The present invention relates to a hologram apparatus for performing volume recording of a hologram on a hologram recording material, and particularly to a hologram recording method for easily performing tracking servo at the time of reproduction.
In recent years, there have been proposed holographic storage systems for recording/reproduction of a large capacity of data by utilizing the hologram technology. The holographic storage systems include a recording system in which a hologram recording material (hereinafter sometimes referred to simply as recording material) is irradiated, at predetermined angles, with both a signal beam including recording data generated by space light modulation means such as a liquid crystal device and a reference beam set according to the signal beam so that an interference fringe generated by the signal beam and the reference beam is recorded on the recording material, and a reproduction system in which the hologram recording material is irradiated with a reproduction illumination beam to generate a diffracted beam (reproduced signal beam) corresponding to the recorded interference fringe, and the diffracted beam is received by a light receiving device such as a CCD image sensor and analyzed to reproduce the data. Incidentally, the hologram thus recorded per space light modulation means is called a page.

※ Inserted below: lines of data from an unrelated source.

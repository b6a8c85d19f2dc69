//! Typed source records, one variant per document kind.
//!
//! Rows are converted into these at the loader boundary; the engine never
//! looks at untyped columns.

use std::fmt;
use std::str::FromStr;

use chrono::NaiveDate;
use rust_decimal::Decimal;
use serde::{Deserialize, Serialize};

use crate::normalize::RawIdentifier;

// ---------------------------------------------------------------------------
// Document kinds + reference fields
// ---------------------------------------------------------------------------

#[derive(Debug, Clone, Copy, PartialEq, Eq, Hash, PartialOrd, Ord, Deserialize, Serialize)]
#[serde(rename_all = "snake_case")]
pub enum DocumentKind {
    Grn,
    Issue,
    Voucher,
    SupplierTransaction,
    Movement,
}

impl DocumentKind {
    pub const ALL: [DocumentKind; 5] = [
        Self::Grn,
        Self::Issue,
        Self::Voucher,
        Self::SupplierTransaction,
        Self::Movement,
    ];

    pub fn as_str(&self) -> &'static str {
        match self {
            Self::Grn => "grn",
            Self::Issue => "issue",
            Self::Voucher => "voucher",
            Self::SupplierTransaction => "supplier_transaction",
            Self::Movement => "movement",
        }
    }

    /// Reference fields present on records of this kind.
    pub fn ref_fields(&self) -> &'static [RefField] {
        match self {
            Self::Grn => &[RefField::GrnNumber, RefField::InvoiceNumber, RefField::VoucherNumber],
            Self::Issue => &[RefField::IssueNumber, RefField::RequisitionNumber],
            Self::Voucher => &[RefField::VoucherNumber],
            Self::SupplierTransaction => &[RefField::Reference],
            Self::Movement => &[
                RefField::DocumentNumber,
                RefField::RequisitionNumber,
                RefField::VoucherNumber,
            ],
        }
    }

    pub fn carries(&self, field: RefField) -> bool {
        self.ref_fields().contains(&field)
    }

    /// Logical column names a source of this kind may map.
    pub fn columns(&self) -> &'static [&'static str] {
        match self {
            Self::Grn => &["grn_number", "invoice_number", "voucher_number", "supplier", "date", "amount"],
            Self::Issue => &["issue_number", "requisition_number", "department", "date", "amount"],
            Self::Voucher => &["voucher_number", "payee", "date", "amount"],
            Self::SupplierTransaction => {
                &["reference", "transaction_type", "counterparty", "date", "amount"]
            }
            Self::Movement => &[
                "document_number",
                "requisition_number",
                "voucher_number",
                "counterparty",
                "item",
                "date",
                "amount",
            ],
        }
    }
}

impl fmt::Display for DocumentKind {
    fn fmt(&self, f: &mut fmt::Formatter<'_>) -> fmt::Result {
        f.write_str(self.as_str())
    }
}

impl FromStr for DocumentKind {
    type Err = String;

    fn from_str(s: &str) -> Result<Self, Self::Err> {
        Self::ALL
            .iter()
            .copied()
            .find(|k| k.as_str() == s)
            .ok_or_else(|| format!("unknown document kind '{s}'"))
    }
}

#[derive(Debug, Clone, Copy, PartialEq, Eq, Hash, Deserialize, Serialize)]
#[serde(rename_all = "snake_case")]
pub enum RefField {
    GrnNumber,
    InvoiceNumber,
    VoucherNumber,
    IssueNumber,
    RequisitionNumber,
    Reference,
    DocumentNumber,
}

impl RefField {
    pub fn as_str(&self) -> &'static str {
        match self {
            Self::GrnNumber => "grn_number",
            Self::InvoiceNumber => "invoice_number",
            Self::VoucherNumber => "voucher_number",
            Self::IssueNumber => "issue_number",
            Self::RequisitionNumber => "requisition_number",
            Self::Reference => "reference",
            Self::DocumentNumber => "document_number",
        }
    }
}

impl fmt::Display for RefField {
    fn fmt(&self, f: &mut fmt::Formatter<'_>) -> fmt::Result {
        f.write_str(self.as_str())
    }
}

// ---------------------------------------------------------------------------
// Shared field types
// ---------------------------------------------------------------------------

#[derive(Debug, Clone, PartialEq, Eq)]
pub enum DateField {
    Parsed(NaiveDate),
    Unparseable(String),
    Missing,
}

impl From<NaiveDate> for DateField {
    fn from(d: NaiveDate) -> Self {
        Self::Parsed(d)
    }
}

/// Where a record came from: file name and 1-based data row.
#[derive(Debug, Clone, Default, PartialEq, Eq, PartialOrd, Ord, Serialize)]
pub struct RecordOrigin {
    pub source_file: String,
    pub row: usize,
}

impl RecordOrigin {
    pub fn new(source_file: impl Into<String>, row: usize) -> Self {
        Self {
            source_file: source_file.into(),
            row,
        }
    }
}

// ---------------------------------------------------------------------------
// Per-kind records
// ---------------------------------------------------------------------------

#[derive(Debug, Clone)]
pub struct GrnRecord {
    pub origin: RecordOrigin,
    pub grn_number: RawIdentifier,
    pub invoice_number: RawIdentifier,
    pub voucher_number: RawIdentifier,
    pub supplier: Option<String>,
    pub date: DateField,
    pub amount: Option<Decimal>,
}

#[derive(Debug, Clone)]
pub struct IssueRecord {
    pub origin: RecordOrigin,
    pub issue_number: RawIdentifier,
    pub requisition_number: RawIdentifier,
    pub department: Option<String>,
    pub date: DateField,
    pub amount: Option<Decimal>,
}

#[derive(Debug, Clone)]
pub struct VoucherRecord {
    pub origin: RecordOrigin,
    pub voucher_number: RawIdentifier,
    pub payee: Option<String>,
    pub date: DateField,
    pub amount: Option<Decimal>,
}

#[derive(Debug, Clone)]
pub struct SupplierTransaction {
    pub origin: RecordOrigin,
    pub reference: RawIdentifier,
    pub transaction_type: Option<String>,
    pub counterparty: Option<String>,
    pub date: DateField,
    pub amount: Option<Decimal>,
}

#[derive(Debug, Clone)]
pub struct MovementRecord {
    pub origin: RecordOrigin,
    pub document_number: RawIdentifier,
    pub requisition_number: RawIdentifier,
    pub voucher_number: RawIdentifier,
    pub counterparty: Option<String>,
    pub item: Option<String>,
    pub date: DateField,
    pub amount: Option<Decimal>,
}

#[derive(Debug, Clone)]
pub enum SourceRecord {
    Grn(GrnRecord),
    Issue(IssueRecord),
    Voucher(VoucherRecord),
    SupplierTransaction(SupplierTransaction),
    Movement(MovementRecord),
}

impl SourceRecord {
    pub fn kind(&self) -> DocumentKind {
        match self {
            Self::Grn(_) => DocumentKind::Grn,
            Self::Issue(_) => DocumentKind::Issue,
            Self::Voucher(_) => DocumentKind::Voucher,
            Self::SupplierTransaction(_) => DocumentKind::SupplierTransaction,
            Self::Movement(_) => DocumentKind::Movement,
        }
    }

    pub fn origin(&self) -> &RecordOrigin {
        match self {
            Self::Grn(r) => &r.origin,
            Self::Issue(r) => &r.origin,
            Self::Voucher(r) => &r.origin,
            Self::SupplierTransaction(r) => &r.origin,
            Self::Movement(r) => &r.origin,
        }
    }

    /// The selected reference field, or `None` if this kind does not carry it.
    pub fn field(&self, field: RefField) -> Option<&RawIdentifier> {
        match (self, field) {
            (Self::Grn(r), RefField::GrnNumber) => Some(&r.grn_number),
            (Self::Grn(r), RefField::InvoiceNumber) => Some(&r.invoice_number),
            (Self::Grn(r), RefField::VoucherNumber) => Some(&r.voucher_number),
            (Self::Issue(r), RefField::IssueNumber) => Some(&r.issue_number),
            (Self::Issue(r), RefField::RequisitionNumber) => Some(&r.requisition_number),
            (Self::Voucher(r), RefField::VoucherNumber) => Some(&r.voucher_number),
            (Self::SupplierTransaction(r), RefField::Reference) => Some(&r.reference),
            (Self::Movement(r), RefField::DocumentNumber) => Some(&r.document_number),
            (Self::Movement(r), RefField::RequisitionNumber) => Some(&r.requisition_number),
            (Self::Movement(r), RefField::VoucherNumber) => Some(&r.voucher_number),
            _ => None,
        }
    }

    pub fn as_supplier_transaction(&self) -> Option<&SupplierTransaction> {
        match self {
            Self::SupplierTransaction(t) => Some(t),
            _ => None,
        }
    }
}

#[cfg(test)]
mod tests {
    use super::*;

    #[test]
    fn every_ref_field_is_reachable_on_its_kinds() {
        let grn = SourceRecord::Grn(GrnRecord {
            origin: RecordOrigin::new("grn.csv", 1),
            grn_number: "G1".into(),
            invoice_number: "0001015775".into(),
            voucher_number: RawIdentifier::Missing,
            supplier: Some("Acme".into()),
            date: DateField::Missing,
            amount: None,
        });
        for field in DocumentKind::Grn.ref_fields() {
            assert!(grn.field(*field).is_some(), "{field}");
        }
        assert!(grn.field(RefField::Reference).is_none());
        assert_eq!(grn.origin(), &RecordOrigin::new("grn.csv", 1));
    }

    #[test]
    fn kind_round_trips_through_str() {
        for kind in DocumentKind::ALL {
            assert_eq!(kind.as_str().parse::<DocumentKind>().unwrap(), kind);
        }
        assert!("ledger".parse::<DocumentKind>().is_err());
    }

    #[test]
    fn carries_matches_ref_fields() {
        assert!(DocumentKind::Movement.carries(RefField::RequisitionNumber));
        assert!(!DocumentKind::Voucher.carries(RefField::InvoiceNumber));
    }
}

In addition, in the holographic storage system, a technique called multiplex recording is used for enhancing the recording density. Unlike the recording on an optical disk in the past, the multiplex recording resides in recording a multiplicity of independent pages in a single location. Representative known examples of the multiplex recording system include angle multiplex recording system, shift multiplex recording system, phase code multiplex recording system, and other many multiplexing systems.
The angle multiplexing system records and reproduces a multiplicity of independent pages in a single location by varying the angle of the reference beam. The shift multiplexing performs multiplex recording by shifting the recording position little by little. The phase code multiplexing records data by simultaneously radiating the reference beams from various directions in recording one page, while the reference beams from various directions are provided with phase variations. The angle multiplexing system records and reproduces a multiplicity of independent pages in a single location by combining the phase variations in various ways.

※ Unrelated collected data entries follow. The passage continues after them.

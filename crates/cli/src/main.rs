// stocklink CLI - reference linkage across stock and procurement records

mod exit_codes;
mod recon;

use std::path::PathBuf;
use std::process::ExitCode;

use clap::{Parser, Subcommand};

use exit_codes::EXIT_SUCCESS;

#[derive(Parser)]
#[command(name = "stocklink")]
#[command(about = "Link stock and procurement records across documents by normalized reference")]
#[command(long_version = long_version())]
#[command(version)]
struct Cli {
    #[command(subcommand)]
    command: Commands,
}

#[derive(Subcommand)]
enum Commands {
    /// Run every configured link, pairing and inheritance from a TOML config
    #[command(after_help = "\
Examples:
  stocklink run audit.toml
  stocklink run audit.toml --json
  stocklink run audit.toml --output-dir reports/
  stocklink run audit.toml --strict")]
    Run {
        /// Path to the config file
        config: PathBuf,

        /// Output the full result as JSON to stdout instead of a human summary
        #[arg(long)]
        json: bool,

        /// Write report tables to this directory (overrides `[output] dir`)
        #[arg(long, env = "STOCKLINK_OUTPUT_DIR")]
        output_dir: Option<PathBuf>,

        /// Exit 62 when any unmatched reference remains
        #[arg(long)]
        strict: bool,
    },

    /// Validate a config without loading any source file
    #[command(after_help = "\
Examples:
  stocklink validate audit.toml")]
    Validate {
        /// Path to the config file
        config: PathBuf,
    },

    /// Print the normalized key of each value
    #[command(after_help = "\
Examples:
  stocklink normalize 0001015775 INVI005662 ' pv12 '
  stocklink normalize 0000 --zero-as-missing")]
    Normalize {
        /// Raw reference values
        #[arg(required = true)]
        values: Vec<String>,

        /// Treat all-zero references as missing
        #[arg(long)]
        zero_as_missing: bool,

        /// Output JSON to stdout
        #[arg(long)]
        json: bool,
    },
}

#[derive(Debug)]
pub struct CliError {
    pub code: u8,
    pub message: String,
    pub hint: Option<String>,
}

fn long_version() -> &'static str {
    concat!(
        env!("CARGO_PKG_VERSION"),
        " (", env!("STOCKLINK_GIT_HASH"), ")",
        "\nengine:  stocklink-recon ", env!("CARGO_PKG_VERSION"),
        "\ntarget:  ", env!("STOCKLINK_TARGET"),
    )
}

fn init_logging() {
    tracing_subscriber::fmt()
        .with_env_filter(
            tracing_subscriber::EnvFilter::try_from_default_env()
                .unwrap_or_else(|_| tracing_subscriber::EnvFilter::new("warn")),
        )
        .with_writer(std::io::stderr)
        .with_target(false)
        .init();
}

fn main() -> ExitCode {
    let cli = Cli::parse();
    init_logging();

    let result = match cli.command {
        Commands::Run { config, json, output_dir, strict } => {
            recon::cmd_run(config, json, output_dir, strict)
        }
        Commands::Validate { config } => recon::cmd_validate(config),
        Commands::Normalize { values, zero_as_missing, json } => {
            recon::cmd_normalize(values, zero_as_missing, json)
        }
    };

    match result {
        Ok(()) => ExitCode::from(EXIT_SUCCESS),
        Err(CliError { code, message, hint }) => {
            if !message.is_empty() {
                eprintln!("error: {}", message);
            }
            if let Some(hint) = hint {
                eprintln!("hint:  {}", hint);
            }
            ExitCode::from(code)
        }
    }
}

Besides, many multiplexing systems are known in addition to the above three kinds. For example, the systems pertaining to the present application include a system called speckle multiplexing (or correlation multiplexing) described, for example, in Holographic Data Storage; H. J. Coufal, D. Psaltis, G. T. Sincerbox ED; Springer; p. 47 Volume Holographic Multiplexing Methods, which will be described in detail below.

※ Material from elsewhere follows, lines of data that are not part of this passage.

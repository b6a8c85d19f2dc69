//! Advisory triage of unmatched references.
//!
//! Rules are ordered; the first that applies wins. The taxonomy helps a
//! human auditor prioritise, it does not decide anything.

use std::fmt;

use serde::{Deserialize, Serialize};

use crate::normalize::{KeyShape, NormalizedKey};

#[derive(Debug, Clone, Copy, PartialEq, Eq, Serialize)]
#[serde(rename_all = "snake_case")]
pub enum UnmatchedReason {
    SpecialVoucher,
    SequenceGap,
    NumericNotFound,
    InvalidFormat,
    Unknown,
}

impl UnmatchedReason {
    pub fn description(&self) -> &'static str {
        match self {
            Self::SpecialVoucher => "special voucher, not in payment system",
            Self::SequenceGap => "sequence gap or timing issue",
            Self::NumericNotFound => "numeric reference not found in target system",
            Self::InvalidFormat => "invalid format",
            Self::Unknown => "unknown/data-entry error",
        }
    }
}

impl fmt::Display for UnmatchedReason {
    fn fmt(&self, f: &mut fmt::Formatter<'_>) -> fmt::Result {
        f.write_str(self.description())
    }
}

#[derive(Debug, Clone, Deserialize)]
pub struct UnmatchedClassifier {
    /// Manually raised vouchers that never reach the payment system.
    #[serde(default = "default_special_prefixes")]
    pub special_prefixes: Vec<String>,
    /// Series known to skip numbers or post late.
    #[serde(default = "default_sequence_gap_prefixes")]
    pub sequence_gap_prefixes: Vec<String>,
    #[serde(default = "default_min_length")]
    pub min_length: usize,
}

fn default_special_prefixes() -> Vec<String> {
    vec!["MAN".into(), "SPV".into()]
}

fn default_sequence_gap_prefixes() -> Vec<String> {
    vec!["INVI".into(), "PV".into()]
}

fn default_min_length() -> usize {
    4
}

impl Default for UnmatchedClassifier {
    fn default() -> Self {
        Self {
            special_prefixes: default_special_prefixes(),
            sequence_gap_prefixes: default_sequence_gap_prefixes(),
            min_length: default_min_length(),
        }
    }
}

impl UnmatchedClassifier {
    pub fn classify(&self, key: &NormalizedKey) -> UnmatchedReason {
        let s = key.as_str();
        if has_prefix(s, &self.special_prefixes) {
            UnmatchedReason::SpecialVoucher
        } else if has_prefix(s, &self.sequence_gap_prefixes) {
            UnmatchedReason::SequenceGap
        } else if key.shape() == KeyShape::Numeric {
            UnmatchedReason::NumericNotFound
        } else if s.chars().count() < self.min_length {
            UnmatchedReason::InvalidFormat
        } else {
            UnmatchedReason::Unknown
        }
    }
}

// Keys are uppercase, so prefixes compare uppercased.
fn has_prefix(key: &str, prefixes: &[String]) -> bool {
    prefixes
        .iter()
        .filter(|p| !p.is_empty())
        .any(|p| key.starts_with(&p.to_uppercase()))
}

#[cfg(test)]
mod tests {
    use super::*;

    fn classify(s: &str) -> UnmatchedReason {
        UnmatchedClassifier::default().classify(&NormalizedKey::parse(s).unwrap())
    }

    #[test]
    fn first_rule_wins() {
        assert_eq!(classify("man0042"), UnmatchedReason::SpecialVoucher);
        assert_eq!(classify("INVI005662"), UnmatchedReason::SequenceGap);
        assert_eq!(classify("0001015775"), UnmatchedReason::NumericNotFound);
        // numeric beats length
        assert_eq!(classify("7"), UnmatchedReason::NumericNotFound);
        assert_eq!(classify("X1"), UnmatchedReason::InvalidFormat);
        assert_eq!(classify("GRN/22/118"), UnmatchedReason::Unknown);
    }

    #[test]
    fn configured_prefixes_are_case_insensitive() {
        let c = UnmatchedClassifier {
            special_prefixes: vec!["jv".into()],
            sequence_gap_prefixes: vec![],
            min_length: 0,
        };
        assert_eq!(
            c.classify(&NormalizedKey::parse("JV0001").unwrap()),
            UnmatchedReason::SpecialVoucher
        );
        assert_eq!(
            c.classify(&NormalizedKey::parse("INVI1").unwrap()),
            UnmatchedReason::Unknown
        );
    }

    #[test]
    fn descriptions_are_human_readable() {
        assert_eq!(
            UnmatchedReason::SpecialVoucher.to_string(),
            "special voucher, not in payment system"
        );
    }
}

The speckle multiplexing is a method in which a diffusing body, for example, is placed in the optical path of the reference beam, and the reference beam diffused by the diffusing body and the signal beam are brought into interference with each other in a recording material. Generally, a laser beam having undergone random diffusion has, as a result of random interference, a random intensity distribution called a speckle pattern. Namely, in the speckle multiplexing system, the speckle pattern and the signal beam interfere with each other. The hologram recorded in this manner is characterized in that the image would not be reproduced after a displacement by a distance equivalent to the speckle size. The multiplexing method utilizing this characteristic feature is the speckle multiplexing (or correlation multiplexing), which has the merit that it is possible to record in a higher density (hence, to be better in shift selectivity) than in shift multiplexing using a spherical wave.
For example, shift recording as shown in FIG. 12 may be conducted by utilizing a hologram based on the speckle multiplexing system. For easy understanding of the discussion, it is assumed that the recording is conducted on a rotating disk type recording material such as an optical disk and that the shifting direction coincides with the rotating direction of the disk. Reading is also conducted while rotating the disk. In this figure, one circle represents one hologram page of recording area. However, the shape of the recording area is not limited to the circle and may be an ellipse or a rectangle. Reproduction of the hologram thus recorded will be considered. Incidentally, the holograms do not overlap in the orthogonal direction (cross-track direction), they may overlap in that direction.
In the optical disks in the past, the shifting direction is also called the track direction, while the direction orthogonal to the shifting direction is called the cross-track direction, and the servo against the crosswise deviations of the position in the track direction attendant on the rotation of the disk (i.e., tracking servo) has had an important role in reproduction. Incidentally, deviation amounts of several tens to several hundreds of micrometers have been permitted in the cases of the optical disks in the past.